INFORMATION PROVIDED:
//! Criterion benchmarks for the route-covering engines.
//!
//! Uses synthetic grid graphs (undirected streets with one-way avenues) to
//! measure engine overhead as the edge count grows.

use criterion::{black_box, criterion_group, criterion_main, BenchmarkId, Criterion};
use u_postman::aco::{AntColonyConfig, AntColonyRunner};
use u_postman::ga::{GaConfig, GaRunner};
use u_postman::graph::{Graph, GraphBuilder};
use u_postman::random::create_rng;
use u_postman::sa::{ClosedWalkProblem, SaConfig, SaRunner};
use u_postman::solver::RouteFitness;

// ===========================================================================
// Grid graph: side x side vertices
// ===========================================================================

/// Rows are undirected; columns alternate between one-way directions so the
/// grid stays strongly connected.
fn grid(side: usize) -> Graph {
    let id = |r: usize, c: usize| format!("n{r}_{c}");
    let mut builder = GraphBuilder::default();
    for r in 0..side {
        for c in 0..side {
            builder = builder.node(&id(r, c), &id(r, c));
        }
    }
    for r in 0..side {
        for c in 0..side {
            let weight = 1.0 + ((r * 7 + c * 3) % 5) as f64;
            if c + 1 < side {
                builder = builder.undirected(
                    &format!("h{r}_{c}"),
                    &id(r, c),
                    &id(r, c + 1),
                    weight,
                );
            }
            if r + 1 < side {
                let (from, to) = if c % 2 == 0 {
                    (id(r, c), id(r + 1, c))
                } else {
                    (id(r + 1, c), id(r, c))
                };
                builder = builder.directed(&format!("v{r}_{c}"), &from, &to, weight);
            }
        }
    }
    builder.build().expect("grid graph is valid")
}

fn bench_random_closed_walk(c: &mut Criterion) {
    let mut group = c.benchmark_group("random_closed_walk");

    for &side in &[4, 8, 16] {
        let graph = grid(side);
        group.bench_with_input(BenchmarkId::from_parameter(side), &graph, |b, g| {
            let mut rng = create_rng(42);
            b.iter(|| black_box(g.random_closed_walk(0, &mut rng)))
        });
    }
    group.finish();
}

fn bench_ga_grid(c: &mut Criterion) {
    let mut group = c.benchmark_group("ga_grid");
    group.sample_size(10);

    for &side in &[4, 6] {
        let graph = grid(side);
        let config = GaConfig::default()
            .with_population_size(50)
            .with_iteration_count(60)
            .with_start_node(0)
            .with_seed(42);
        group.bench_with_input(
            BenchmarkId::new(format!("e{}", graph.edge_count()), side),
            &(graph, config),
            |b, (g, cfg)| {
                let objective = RouteFitness::new(g, 0, None);
                b.iter(|| black_box(GaRunner::run(g, &objective, black_box(cfg))))
            },
        );
    }
    group.finish();
}

fn bench_aco_grid(c: &mut Criterion) {
    let mut group = c.benchmark_group("aco_grid");
    group.sample_size(10);

    for &side in &[4, 6] {
        let graph = grid(side);
        let config = AntColonyConfig::default()
            .with_iteration_count(20)
            .with_ant_count(40)
            .with_start_node(0)
            .with_seed(42);
        group.bench_with_input(
            BenchmarkId::from_parameter(side),
            &(graph, config),
            |b, (g, cfg)| b.iter(|| black_box(AntColonyRunner::run(g, black_box(cfg)))),
        );
    }
    group.finish();
}

fn bench_sa_grid(c: &mut Criterion) {
    let mut group = c.benchmark_group("sa_grid");
    group.sample_size(10);

    for &side in &[4, 6] {
        let graph = grid(side);
        let config = SaConfig::fast().with_seed(42);
        group.bench_with_input(
            BenchmarkId::from_parameter(side),
            &(graph, config),
            |b, (g, cfg)| {
                let problem = ClosedWalkProblem::new(g, 0);
                b.iter(|| black_box(SaRunner::run(&problem, black_box(cfg))))
            },
        );
    }
    group.finish();
}

criterion_group!(
    benches,
    bench_random_closed_walk,
    bench_ga_grid,
    bench_aco_grid,
    bench_sa_grid
);
criterion_main!(benches);
// ============================================================================
// Tests
// ============================================================================

#[cfg(test)]
mod tests {
    use super::*;
    use crate::ga::{Recombination, Replacement, SelectionMethod};
    use crate::solver::RouteFitness;

    fn directed_cycle() -> Graph {
        Graph::builder()
            .node("a", "A")
            .node("b", "B")
            .node("c", "C")
            .node("d", "D")
            .directed("ab", "a", "b", 1.0)
            .directed("bc", "b", "c", 1.0)
            .directed("cd", "c", "d", 1.0)
            .directed("da", "d", "a", 1.0)
            .build()
            .unwrap()
    }

    /// Mixed graph with parallel edges and a spur.
    fn town() -> Graph {
        Graph::builder()
            .node("a", "A")
            .node("b", "B")
            .node("c", "C")
            .node("d", "D")
            .node("e", "E")
            .undirected("ab", "a", "b", 2.0)
            .undirected("bc", "b", "c", 3.0)
            .directed("cd", "c", "d", 1.0)
            .undirected("da", "d", "a", 4.0)
            .undirected("ab2", "a", "b", 1.0)
            .undirected("ce", "c", "e", 2.0)
            .directed("ac", "a", "c", 5.0)
            .build()
            .unwrap()
    }

    fn small_config() -> GaConfig {
        GaConfig::default()
            .with_population_size(30)
            .with_iteration_count(45)
            .with_start_node(0)
            .with_seed(42)
            .with_parallel(false)
    }

    #[test]
    fn test_two_node_graph_scores_minus_ten() {
        let g = Graph::builder()
            .node("a", "A")
            .node("b", "B")
            .undirected("ab", "a", "b", 5.0)
            .build()
            .unwrap();
        let objective = RouteFitness::new(&g, 0, None);
        let result = GaRunner::run(&g, &objective, &small_config()).unwrap();
        assert_eq!(result.best, vec![0, 0]);
        assert!((result.best_fitness + 10.0).abs() < 1e-10);
    }

    #[test]
    fn test_directed_cycle() {
        let g = directed_cycle();
        let objective = RouteFitness::new(&g, 0, None);
        let result = GaRunner::run(&g, &objective, &small_config()).unwrap();
        assert_eq!(result.best, vec![0, 1, 2, 3]);
        assert!((result.best_fitness + 4.0).abs() < 1e-10);
        assert_eq!(result.generations, 45);
        assert_eq!(result.epochs, 3);
    }

    #[test]
    fn test_best_is_a_valid_covering_walk() {
        let g = town();
        let objective = RouteFitness::new(&g, 0, None);
        for recombination in [
            Recombination::ChromosomeCrossover,
            Recombination::TwoPoint,
            Recombination::Shuffle,
        ] {
            let config = small_config().with_recombination(Some(recombination));
            let result = GaRunner::run(&g, &objective, &config).unwrap();
            assert!(g.covers_all_edges(&result.best), "{recombination:?}");
            let length = g.closed_walk_length(0, &result.best).unwrap();
            assert!((result.best_fitness + length).abs() < 1e-10);
        }
    }

    #[test]
    fn test_migration_never_regresses_best() {
        let g = town();
        let objective = RouteFitness::new(&g, 0, None);
        let config = small_config()
            .with_population_size(40)
            .with_island_count(4)
            .with_iteration_count(90)
            .with_isolation_iterations(10);
        let result = GaRunner::run(&g, &objective, &config).unwrap();

        assert_eq!(result.island_count, 4);
        assert_eq!(result.fitness_history.len(), result.epochs + 1);
        for window in result.fitness_history.windows(2) {
            assert!(
                window[1] >= window[0],
                "best fitness regressed: {} < {}",
                window[1],
                window[0]
            );
        }
    }

    #[test]
    fn test_ring_migration_moves_bests() {
        let make = |fit: usize| {
            let mut c = Chromosome::new(vec![fit]);
            c.evaluate(&LastGene);
            c
        };
        let mut islands = vec![
            Population::new("0", vec![make(10), make(1)]),
            Population::new("1", vec![make(20), make(2)]),
            Population::new("2", vec![make(30), make(3)]),
        ];
        let migrants = migrate(&mut islands);
        assert_eq!(migrants.len(), 3);
        assert_eq!(islands[0].entities[0].genes(), &[30]);
        assert_eq!(islands[1].entities[0].genes(), &[10]);
        assert_eq!(islands[2].entities[0].genes(), &[20]);
    }

    #[test]
    fn test_seeded_parallel_runs_are_reproducible() {
        let g = town();
        let objective = RouteFitness::new(&g, 0, None);
        let config = small_config().with_island_count(3).with_parallel(true);
        let a = GaRunner::run(&g, &objective, &config).unwrap();
        let b = GaRunner::run(&g, &objective, &config).unwrap();
        assert_eq!(a.best, b.best);
        assert_eq!(a.fitness_history, b.fitness_history);
    }

    #[test]
    fn test_exclusion_and_roulette_run() {
        let g = town();
        let objective = RouteFitness::new(&g, 0, None);
        let config = small_config()
            .with_selection(SelectionMethod::RouletteWheel)
            .with_replacement(Replacement::Exclusion);
        let result = GaRunner::run(&g, &objective, &config).unwrap();
        assert!(result.best_fitness.is_finite());
    }

    #[test]
    fn test_cancellation_returns_seeded_best() {
        let g = directed_cycle();
        let objective = RouteFitness::new(&g, 0, None);
        let cancel = Arc::new(AtomicBool::new(true));
        let result =
            GaRunner::run_with_cancel(&g, &objective, &small_config(), Some(cancel)).unwrap();
        assert!(result.cancelled);
        assert_eq!(result.generations, 0);
        assert_eq!(result.best, vec![0, 1, 2, 3]);
    }

    #[test]
    fn test_no_feasible_solution() {
        let g = directed_cycle();
        let result = GaRunner::run(&g, &NothingFits, &small_config());
        assert!(matches!(result, Err(Error::NoFeasibleSolution)));

        // a bound below the only route length
        let objective = RouteFitness::new(&g, 0, Some(3.0));
        let result = GaRunner::run(&g, &objective, &small_config());
        assert!(matches!(result, Err(Error::NoFeasibleSolution)));
    }

    #[test]
    fn test_unseedable_graph_reports_no_path() {
        let g = Graph::builder()
            .node("a", "A")
            .node("b", "B")
            .directed("ab", "a", "b", 1.0)
            .build()
            .unwrap();
        let objective = RouteFitness::new(&g, 0, None);
        let result = GaRunner::run(&g, &objective, &small_config());
        assert!(matches!(result, Err(Error::NoPath(_))));
    }

    #[test]
    fn test_unknown_start_node() {
        let g = directed_cycle();
        let objective = RouteFitness::new(&g, 0, None);
        let config = small_config().with_start_node(9);
        let result = GaRunner::run(&g, &objective, &config);
        assert!(matches!(
            result,
            Err(Error::Configuration(ConfigError::UnknownStartNode(_)))
        ));
    }

    #[test]
    fn test_weakest_slots_prefers_later_ties() {
        let make = |g: usize| {
            let mut c = Chromosome::new(vec![g]);
            c.evaluate(&LastGene);
            c
        };
        let entities = vec![make(0), make(5), make(0), make(3)];
        assert_eq!(weakest_slots(&entities, 2), vec![2, 0]);
        assert_eq!(weakest_slots(&entities[..1], 2), vec![0]);
    }

    fn evaluated(objective: &RouteFitness<'_>, genes: Vec<EdgeIdx>) -> Chromosome {
        let mut c = Chromosome::new(genes);
        c.evaluate(objective);
        c
    }

    #[test]
    fn test_zero_rates_pass_parents_through() {
        let g = directed_cycle();
        let objective = RouteFitness::new(&g, 0, None);
        let config = small_config()
            .with_recombination(Some(Recombination::TwoPoint))
            .with_recombination_rate(0.0)
            .with_mutation(Some(Mutation::Swapping))
            .with_mutation_rate(0.0);
        let p1 = evaluated(&objective, vec![0, 1, 2, 3]);
        let p2 = evaluated(&objective, vec![0, 1, 2, 3, 0, 1, 2, 3]);
        let mut rng = create_rng(42);

        for _ in 0..50 {
            let (c1, c2) = breed(&g, 0, &objective, &config, &p1, &p2, &mut rng).unwrap();
            assert_eq!(c1.genes(), p1.genes());
            assert_eq!(c2.genes(), p2.genes());
            assert_eq!(c1.id(), p1.id());
            assert_eq!(c2.id(), p2.id());
        }
    }

    #[test]
    fn test_full_mutation_rate_changes_every_offspring() {
        let g = directed_cycle();
        let objective = RouteFitness::new(&g, 0, None);
        let config = small_config()
            .with_recombination_rate(0.0)
            .with_mutation(Some(Mutation::Swapping))
            .with_mutation_rate(1.0);
        let p1 = evaluated(&objective, vec![0, 1, 2, 3, 0, 1, 2, 3]);
        let p2 = evaluated(&objective, vec![1, 2, 3, 0, 1, 2, 3, 0]);
        let mut rng = create_rng(42);

        for _ in 0..50 {
            let (c1, c2) = breed(&g, 0, &objective, &config, &p1, &p2, &mut rng).unwrap();
            assert_ne!(c1.genes(), p1.genes());
            assert_ne!(c2.genes(), p2.genes());
            // A changed clone is a new chromosome.
            assert_ne!(c1.id(), p1.id());
            assert_ne!(c2.id(), p2.id());
            assert!(c1.fitness().is_some() && c2.fitness().is_some());
        }
    }

    #[test]
    fn test_zero_rates_keep_island_gene_pool() {
        let g = directed_cycle();
        let objective = RouteFitness::new(&g, 0, None);
        let config = small_config()
            .with_selection(SelectionMethod::Identity)
            .with_recombination_rate(0.0)
            .with_mutation_rate(0.0)
            .with_replacement(Replacement::Identity);
        let seeds = [vec![0, 1, 2, 3], vec![0, 1, 2, 3, 0, 1, 2, 3], vec![0, 1, 2]];
        let entities = seeds.iter().map(|genes| evaluated(&objective, genes.clone())).collect();
        let mut island = Population::new("island-0", entities);
        let mut rng = create_rng(42);

        evolve_island(&g, 0, &objective, &config, &mut island, 10, &mut rng).unwrap();

        assert_eq!(island.len(), 3);
        for c in &island.entities {
            assert!(seeds.iter().any(|genes| genes.as_slice() == c.genes()));
        }
    }

    #[test]
    fn test_island_sizes() {
        assert_eq!(island_sizes(10, 3), vec![4, 3, 3]);
        assert_eq!(island_sizes(5, 1), vec![5]);
    }

    struct LastGene;

    impl RouteObjective for LastGene {
        fn fitness(&self, genes: &[EdgeIdx]) -> f64 {
            genes.last().map_or(WORST_FITNESS, |&g| g as f64)
        }

        fn distance(&self, _: &[EdgeIdx], _: &[EdgeIdx]) -> f64 {
            0.0
        }
    }

    struct NothingFits;

    impl RouteObjective for NothingFits {
        fn fitness(&self, _: &[EdgeIdx]) -> f64 {
            WORST_FITNESS
        }

        fn distance(&self, _: &[EdgeIdx], _: &[EdgeIdx]) -> f64 {
            0.0
        }
    }
}
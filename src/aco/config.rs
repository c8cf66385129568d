//! Ant colony configuration.

use crate::error::ConfigError;
use crate::graph::NodeIdx;

/// Times an ant is re-launched after failing to build a walk.
pub const DEFAULT_MAX_ATTEMPTS: usize = 10;

/// Configuration for the ant colony optimizer.
///
/// # Examples
///
/// ```
/// use u_postman::aco::AntColonyConfig;
///
/// let config = AntColonyConfig::default()
///     .with_iteration_count(50)
///     .with_ant_count(20)
///     .with_alpha(1.0)
///     .with_beta(3.0)
///     .with_remaining_pheromone_rate(0.6)
///     .with_seed(7);
/// assert!(config.validate().is_ok());
/// ```
#[derive(Debug, Clone)]
#[cfg_attr(feature = "serde", derive(serde::Serialize, serde::Deserialize))]
#[cfg_attr(
    feature = "serde",
    serde(default, rename_all = "camelCase", deny_unknown_fields)
)]
pub struct AntColonyConfig {
    /// Number of colony iterations.
    pub iteration_count: usize,

    /// Ants launched per iteration.
    pub ant_count: usize,

    /// Initial pheromone level on every edge (τ0).
    pub start_pheromone: f64,

    /// Numerator of the heuristic term `proximity / weight`.
    pub proximity_coefficient: f64,

    /// Weight of the pheromone term in the transition rule.
    pub alpha: f64,

    /// Weight of the heuristic term in the transition rule.
    pub beta: f64,

    /// Fraction of pheromone kept after each iteration (ρ), in `[0, 1)`.
    pub remaining_pheromone_rate: f64,

    /// Deposit numerator: each walk adds `q / length` per edge occurrence.
    pub q: f64,

    /// Start vertex of every ant. `None` picks one at random per run.
    pub start_node: Option<NodeIdx>,

    /// Attempts per ant before it is dropped from the iteration.
    pub max_attempts: usize,

    /// Ants handled by one task. `None` sizes batches from `ant_count`:
    /// n/10 up to 100 ants, n/100 up to 1000, n/500 beyond (at least 1).
    pub ants_per_task: Option<usize>,

    /// Whether ant batches run in parallel using rayon.
    pub parallel: bool,

    /// Random seed for reproducibility.
    pub seed: Option<u64>,

    /// Optional wall-clock limit in milliseconds, checked between iterations.
    pub time_limit_ms: Option<u64>,
}

impl Default for AntColonyConfig {
    fn default() -> Self {
        Self {
            iteration_count: 100,
            ant_count: 50,
            start_pheromone: 1.0,
            proximity_coefficient: 1.0,
            alpha: 1.0,
            beta: 2.0,
            remaining_pheromone_rate: 0.5,
            q: 1.0,
            start_node: None,
            max_attempts: DEFAULT_MAX_ATTEMPTS,
            ants_per_task: None,
            parallel: true,
            seed: None,
            time_limit_ms: None,
        }
    }
}

impl AntColonyConfig {
    pub fn with_iteration_count(mut self, n: usize) -> Self {
        self.iteration_count = n;
        self
    }

    pub fn with_ant_count(mut self, n: usize) -> Self {
        self.ant_count = n;
        self
    }

    pub fn with_start_pheromone(mut self, tau0: f64) -> Self {
        self.start_pheromone = tau0;
        self
    }

    pub fn with_proximity_coefficient(mut self, proximity: f64) -> Self {
        self.proximity_coefficient = proximity;
        self
    }

    pub fn with_alpha(mut self, alpha: f64) -> Self {
        self.alpha = alpha;
        self
    }

    pub fn with_beta(mut self, beta: f64) -> Self {
        self.beta = beta;
        self
    }

    pub fn with_remaining_pheromone_rate(mut self, rho: f64) -> Self {
        self.remaining_pheromone_rate = rho;
        self
    }

    pub fn with_q(mut self, q: f64) -> Self {
        self.q = q;
        self
    }

    pub fn with_start_node(mut self, node: NodeIdx) -> Self {
        self.start_node = Some(node);
        self
    }

    pub fn with_max_attempts(mut self, n: usize) -> Self {
        self.max_attempts = n;
        self
    }

    pub fn with_ants_per_task(mut self, n: usize) -> Self {
        self.ants_per_task = Some(n);
        self
    }

    pub fn with_parallel(mut self, parallel: bool) -> Self {
        self.parallel = parallel;
        self
    }

    pub fn with_seed(mut self, seed: u64) -> Self {
        self.seed = Some(seed);
        self
    }

    pub fn with_time_limit_ms(mut self, ms: u64) -> Self {
        self.time_limit_ms = Some(ms);
        self
    }

    /// Preset for quick answers: 30 iterations of 20 ants.
    pub fn fast() -> Self {
        Self {
            iteration_count: 30,
            ant_count: 20,
            time_limit_ms: Some(10_000),
            ..Self::default()
        }
    }

    /// Preset: 100 iterations of 50 ants.
    pub fn balanced() -> Self {
        Self {
            time_limit_ms: Some(30_000),
            ..Self::default()
        }
    }

    /// Preset for the best routes: 300 iterations of 200 ants with slower
    /// evaporation.
    pub fn quality() -> Self {
        Self {
            iteration_count: 300,
            ant_count: 200,
            remaining_pheromone_rate: 0.7,
            time_limit_ms: Some(60_000),
            ..Self::default()
        }
    }

    /// Number of ants each task simulates.
    pub fn resolved_ants_per_task(&self) -> usize {
        let n = self.ant_count;
        let per_task = self.ants_per_task.unwrap_or(match n {
            0..=100 => n / 10,
            101..=1000 => n / 100,
            _ => n / 500,
        });
        per_task.max(1)
    }

    /// Validates the configuration.
    ///
    /// # Errors
    /// [`ConfigError::InvalidParameter`] naming the first offending field.
    pub fn validate(&self) -> Result<(), ConfigError> {
        if self.iteration_count == 0 {
            return Err(ConfigError::invalid("iteration_count", "must be positive"));
        }
        if self.ant_count == 0 {
            return Err(ConfigError::invalid("ant_count", "must be positive"));
        }
        if !self.start_pheromone.is_finite() || self.start_pheromone < 0.0 {
            return Err(ConfigError::invalid(
                "start_pheromone",
                "must be finite and non-negative",
            ));
        }
        if !self.proximity_coefficient.is_finite() || self.proximity_coefficient <= 0.0 {
            return Err(ConfigError::invalid(
                "proximity_coefficient",
                "must be finite and positive",
            ));
        }
        for (name, value) in [("alpha", self.alpha), ("beta", self.beta), ("q", self.q)] {
            if !value.is_finite() || value < 0.0 {
                return Err(ConfigError::invalid(name, "must be finite and non-negative"));
            }
        }
        if !(0.0..1.0).contains(&self.remaining_pheromone_rate) {
            return Err(ConfigError::invalid(
                "remaining_pheromone_rate",
                "must be in [0, 1)",
            ));
        }
        if self.max_attempts == 0 {
            return Err(ConfigError::invalid("max_attempts", "must be positive"));
        }
        if self.ants_per_task == Some(0) {
            return Err(ConfigError::invalid("ants_per_task", "must be positive or None"));
        }
        if self.time_limit_ms == Some(0) {
            return Err(ConfigError::invalid("time_limit_ms", "must be positive or None"));
        }
        Ok(())
    }
}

TASK ITEM: Show, from the listing above, each line that contains the word "EdgeIdx".

ANSWER TO THIS TASK:
    fn evaluated(objective: &RouteFitness<'_>, genes: Vec<EdgeIdx>) -> Chromosome {
        fn fitness(&self, genes: &[EdgeIdx]) -> f64 {
        fn distance(&self, _: &[EdgeIdx], _: &[EdgeIdx]) -> f64 {
        fn fitness(&self, _: &[EdgeIdx]) -> f64 {
        fn distance(&self, _: &[EdgeIdx], _: &[EdgeIdx]) -> f64 {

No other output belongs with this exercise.